▶ **WHAT TO DO**
Take the lines below beginning at the line that has "opts: &RequestOptions) -> PipeResult<Response>" and stopping after the line that has "let client = self.client.read().clone();", and print them exactly as they are, with no other lines.

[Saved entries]
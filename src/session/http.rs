//! Shared HTTP session with retry/backoff.
//!
//! One blocking `reqwest` client serves every plugin and stream engine in a
//! session. Mutating a network option (proxy, SSL verify, bound interface,
//! address family) rebuilds the client; headers, cookies and query params are
//! injected per request so they can be tweaked without a rebuild.

use std::{collections::HashMap, net::IpAddr, time::Duration};

use parking_lot::RwLock;
use reqwest::{
    Method, StatusCode,
    blocking::{Client, Response},
    header::{HeaderMap, HeaderName, HeaderValue},
};
use tracing::{debug, warn};

use crate::common::{PipeError, PipeResult};

const DEFAULT_USER_AGENT: &str = "Mozilla/5.0 (Windows NT 10.0; Win64; x64) AppleWebKit/537.36 (KHTML, like Gecko) Chrome/134.0.0.0 Safari/537.36";

const DEFAULT_TIMEOUT: Duration = Duration::from_secs(20);

/// Base delay for the exponential retry backoff, in seconds.
const BACKOFF_BASE: f64 = 0.3;

/// Ceiling for a single retry delay, in seconds.
const BACKOFF_MAX: f64 = 10.0;

/// Which error kind a failed request is promoted to after retries.
#[derive(Debug, Clone, Copy, Default)]
pub enum ErrorKind {
    #[default]
    Plugin,
    Stream,
}

impl ErrorKind {
    fn build(self, msg: String) -> PipeError {
        match self {
            ErrorKind::Plugin => PipeError::Plugin(msg),
            ErrorKind::Stream => PipeError::Stream(msg),
        }
    }
}

#[derive(Debug, Clone, Default)]
pub struct RequestOptions {
    /// Status codes accepted in addition to 2xx.
    pub acceptable_status: Vec<u16>,
    /// Retries after the first attempt.
    pub retries: u32,
    /// Per-request timeout override.
    pub timeout: Option<Duration>,
    /// Extra headers for this request only.
    pub headers: Vec<(String, String)>,
    /// Extra query params for this request only.
    pub params: Vec<(String, String)>,
    /// Range header shortcut.
    pub range: Option<String>,
    /// Request body (POST).
    pub body: Option<Vec<u8>>,
    pub error_kind: ErrorKind,
}

struct NetConfig {
    proxy: Option<String>,
    ssl_verify: bool,
    local_address: Option<IpAddr>,
    timeout: Duration,
}

pub struct HttpSession {
    client: RwLock<Client>,
    config: RwLock<NetConfig>,
    headers: RwLock<HeaderMap>,
    cookies: RwLock<HashMap<String, String>>,
    params: RwLock<Vec<(String, String)>>,
}

impl HttpSession {
    pub fn new() -> PipeResult<Self> {
        let config = NetConfig {
            proxy: None,
            ssl_verify: true,
            local_address: None,
            timeout: DEFAULT_TIMEOUT,
        };
        let client = Self::build_client(&config)?;
        let mut headers = HeaderMap::new();
        headers.insert(
            reqwest::header::USER_AGENT,
            HeaderValue::from_static(DEFAULT_USER_AGENT),
        );
        Ok(Self {
            client: RwLock::new(client),
            config: RwLock::new(config),
            headers: RwLock::new(headers),
            cookies: RwLock::new(HashMap::new()),
            params: RwLock::new(Vec::new()),
        })
    }

    fn build_client(config: &NetConfig) -> PipeResult<Client> {
        let mut builder = Client::builder()
            .timeout(config.timeout)
            .danger_accept_invalid_certs(!config.ssl_verify);
        if let Some(proxy) = &config.proxy {
            builder = builder.proxy(
                reqwest::Proxy::all(proxy)
                    .map_err(|e| PipeError::plugin(format!("Invalid proxy: {e}")))?,
            );
        }
        if let Some(addr) = config.local_address {
            builder = builder.local_address(addr);
        }
        builder
            .build()
            .map_err(|e| PipeError::plugin(format!("Failed to build HTTP client: {e}")))
    }

    fn rebuild(&self) -> PipeResult<()> {
        let client = Self::build_client(&self.config.read())?;
        *self.client.write() = client;
        Ok(())
    }

    pub fn set_proxy(&self, proxy: Option<String>) -> PipeResult<()> {
        self.config.write().proxy = proxy;
        self.rebuild()
    }

    pub fn set_ssl_verify(&self, verify: bool) -> PipeResult<()> {
        self.config.write().ssl_verify = verify;
        self.rebuild()
    }

    /// Bind outgoing connections to a local address. Passing the IPv4 or
    /// IPv6 unspecified address constrains the address family.
    pub fn set_local_address(&self, addr: Option<IpAddr>) -> PipeResult<()> {
        self.config.write().local_address = addr;
        self.rebuild()
    }

    pub fn set_timeout(&self, timeout: Duration) -> PipeResult<()> {
        self.config.write().timeout = timeout;
        self.rebuild()
    }

    pub fn timeout(&self) -> Duration {
        self.config.read().timeout
    }

    pub fn set_header(&self, name: &str, value: &str) -> PipeResult<()> {
        let name = HeaderName::from_bytes(name.as_bytes())
            .map_err(|e| PipeError::plugin(format!("Invalid header name {name:?}: {e}")))?;
        let value = HeaderValue::from_str(value)
            .map_err(|e| PipeError::plugin(format!("Invalid header value: {e}")))?;
        self.headers.write().insert(name, value);
        Ok(())
    }

    pub fn set_cookie(&self, name: &str, value: &str) {
        self.cookies.write().insert(name.into(), value.into());
    }

    pub fn set_param(&self, name: &str, value: &str) {
        self.params.write().push((name.into(), value.into()));
    }

    /// GET with default options.
    pub fn get(&self, url: &str) -> PipeResult<Response> {
        self.request(Method::GET, url, &RequestOptions::default())
    }

    pub fn head(&self, url: &str) -> PipeResult<Response> {
        self.request(Method::HEAD, url, &RequestOptions::default())
    }

    /// Issue a request, retrying transient failures with exponential backoff
    /// capped at [`BACKOFF_MAX`].
    pub fn request(&self, method: Method, url: &str, opts: &RequestOptions) -> PipeResult<Response> {
        let mut attempt = 0u32;
        loop {
            match self.request_once(method.clone(), url, opts) {
                Ok(res) => return Ok(res),
                Err(err) => {
                    attempt += 1;
                    if attempt > opts.retries {
                        return Err(opts.error_kind.build(format!("Unable to open URL: {url} ({err})")));
                    }
                    let delay = (BACKOFF_BASE * 2f64.powi(attempt as i32 - 1)).min(BACKOFF_MAX);
                    warn!("Failed to open {url} (attempt {attempt}): {err}; retrying in {delay:.1}s");
                    std::thread::sleep(Duration::from_secs_f64(delay));
                }
            }
        }
    }

    fn request_once(&self, method: Method, url: &str, opts: &RequestOptions) -> Result<Response, String> {
        let client = self.client.read().clone();
        let mut req = client
            .request(method, url)
            .headers(self.headers.read().clone());
        if let Some(timeout) = opts.timeout {
            req = req.timeout(timeout);
        }
        for (name, value) in &opts.headers {
            req = req.header(name.as_str(), value.as_str());
        }
        if let Some(range) = &opts.range {
            req = req.header(reqwest::header::RANGE, range.as_str());
        }
        let cookies = self.cookies.read();
        if !cookies.is_empty() {
            let header = cookies
                .iter()
                .map(|(k, v)| format!("{k}={v}"))
                .collect::<Vec<_>>()
                .join("; ");
            req = req.header(reqwest::header::COOKIE, header);
        }
        drop(cookies);
        let session_params = self.params.read().clone();
        if !session_params.is_empty() {
            req = req.query(&session_params);
        }
        if !opts.params.is_empty() {
            req = req.query(&opts.params);
        }
        if let Some(body) = &opts.body {
            req = req.body(body.clone());
        }

        let res = req.send().map_err(|e| e.to_string())?;
        let status = res.status();
        if status.is_success() || opts.acceptable_status.contains(&status.as_u16()) {
            Ok(res)
        } else {
            Err(format!("HTTP status {status}"))
        }
    }

    /// Decode a response body as JSON, sniffing the encoding from the first
    /// four bytes (RFC 4627 null-byte pattern) when the response declares no
    /// charset.
    pub fn json(&self, res: Response) -> PipeResult<serde_json::Value> {
        let declared = res
            .headers()
            .get(reqwest::header::CONTENT_TYPE)
            .and_then(|v| v.to_str().ok())
            .and_then(|v| v.split("charset=").nth(1))
            .map(|c| c.trim().to_ascii_lowercase());
        let body = res
            .bytes()
            .map_err(|e| PipeError::plugin(format!("Failed to read response body: {e}")))?;
        let text = match declared.as_deref() {
            Some("utf-8") | Some("utf8") => String::from_utf8_lossy(&body).into_owned(),
            Some(other) => {
                debug!("Unhandled declared charset {other:?}, sniffing instead");
                decode_sniffed(&body)
            }
            None => decode_sniffed(&body),
        };
        serde_json::from_str(&text).map_err(|e| PipeError::plugin(format!("Invalid JSON: {e}")))
    }
}

/// RFC 4627 §3: the first two characters of a JSON text are always ASCII, so
/// the null-byte layout of the first four bytes identifies the encoding.
fn decode_sniffed(body: &[u8]) -> String {
    if body.len() >= 4 {
        let b = [body[0] == 0, body[1] == 0, body[2] == 0, body[3] == 0];
        match b {
            [true, true, true, false] => return decode_utf32(body, true),
            [false, true, true, true] => return decode_utf32(body, false),
            [true, false, true, false] => return decode_utf16(body, true),
            [false, true, false, true] => return decode_utf16(body, false),
            _ => {}
        }
    }
    String::from_utf8_lossy(body).into_owned()
}

fn decode_utf16(body: &[u8], big_endian: bool) -> String {
    let units: Vec<u16> = body
        .chunks_exact(2)
        .map(|c| {
            if big_endian {
                u16::from_be_bytes([c[0], c[1]])
            } else {
                u16::from_le_bytes([c[0], c[1]])
            }
        })
        .collect();
    String::from_utf16_lossy(&units)
}

fn decode_utf32(body: &[u8], big_endian: bool) -> String {
    body.chunks_exact(4)
        .filter_map(|c| {
            let v = if big_endian {
                u32::from_be_bytes([c[0], c[1], c[2], c[3]])
            } else {
                u32::from_le_bytes([c[0], c[1], c[2], c[3]])
            };
            char::from_u32(v)
        })
        .collect()
}

/// Split a `k=v;k=v` string into pairs. Used for the cookie, header and
/// query-param CLI options.
pub fn parse_keyvalue_list(input: &str) -> Vec<(String, String)> {
    input
        .split(';')
        .filter_map(|item| {
            let item = item.trim();
            if item.is_empty() {
                return None;
            }
            let mut parts = item.splitn(2, '=');
            let key = parts.next()?.trim();
            let value = parts.next().unwrap_or("").trim();
            if key.is_empty() {
                None
            } else {
                Some((key.to_string(), value.to_string()))
            }
        })
        .collect()
}

/// True when a status code means the server does not support HEAD.
pub fn head_unsupported(status: StatusCode) -> bool {
    status == StatusCode::NOT_IMPLEMENTED
}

▶ **RESPONSE FOR THIS EXERCISE**
    pub fn request(&self, method: Method, url: &str, opts: &RequestOptions) -> PipeResult<Response> {
        let mut attempt = 0u32;
        loop {
            match self.request_once(method.clone(), url, opts) {
                Ok(res) => return Ok(res),
                Err(err) => {
                    attempt += 1;
                    if attempt > opts.retries {
                        return Err(opts.error_kind.build(format!("Unable to open URL: {url} ({err})")));
                    }
                    let delay = (BACKOFF_BASE * 2f64.powi(attempt as i32 - 1)).min(BACKOFF_MAX);
                    warn!("Failed to open {url} (attempt {attempt}): {err}; retrying in {delay:.1}s");
                    std::thread::sleep(Duration::from_secs_f64(delay));
                }
            }
        }
    }

    fn request_once(&self, method: Method, url: &str, opts: &RequestOptions) -> Result<Response, String> {
        let client = self.client.read().clone();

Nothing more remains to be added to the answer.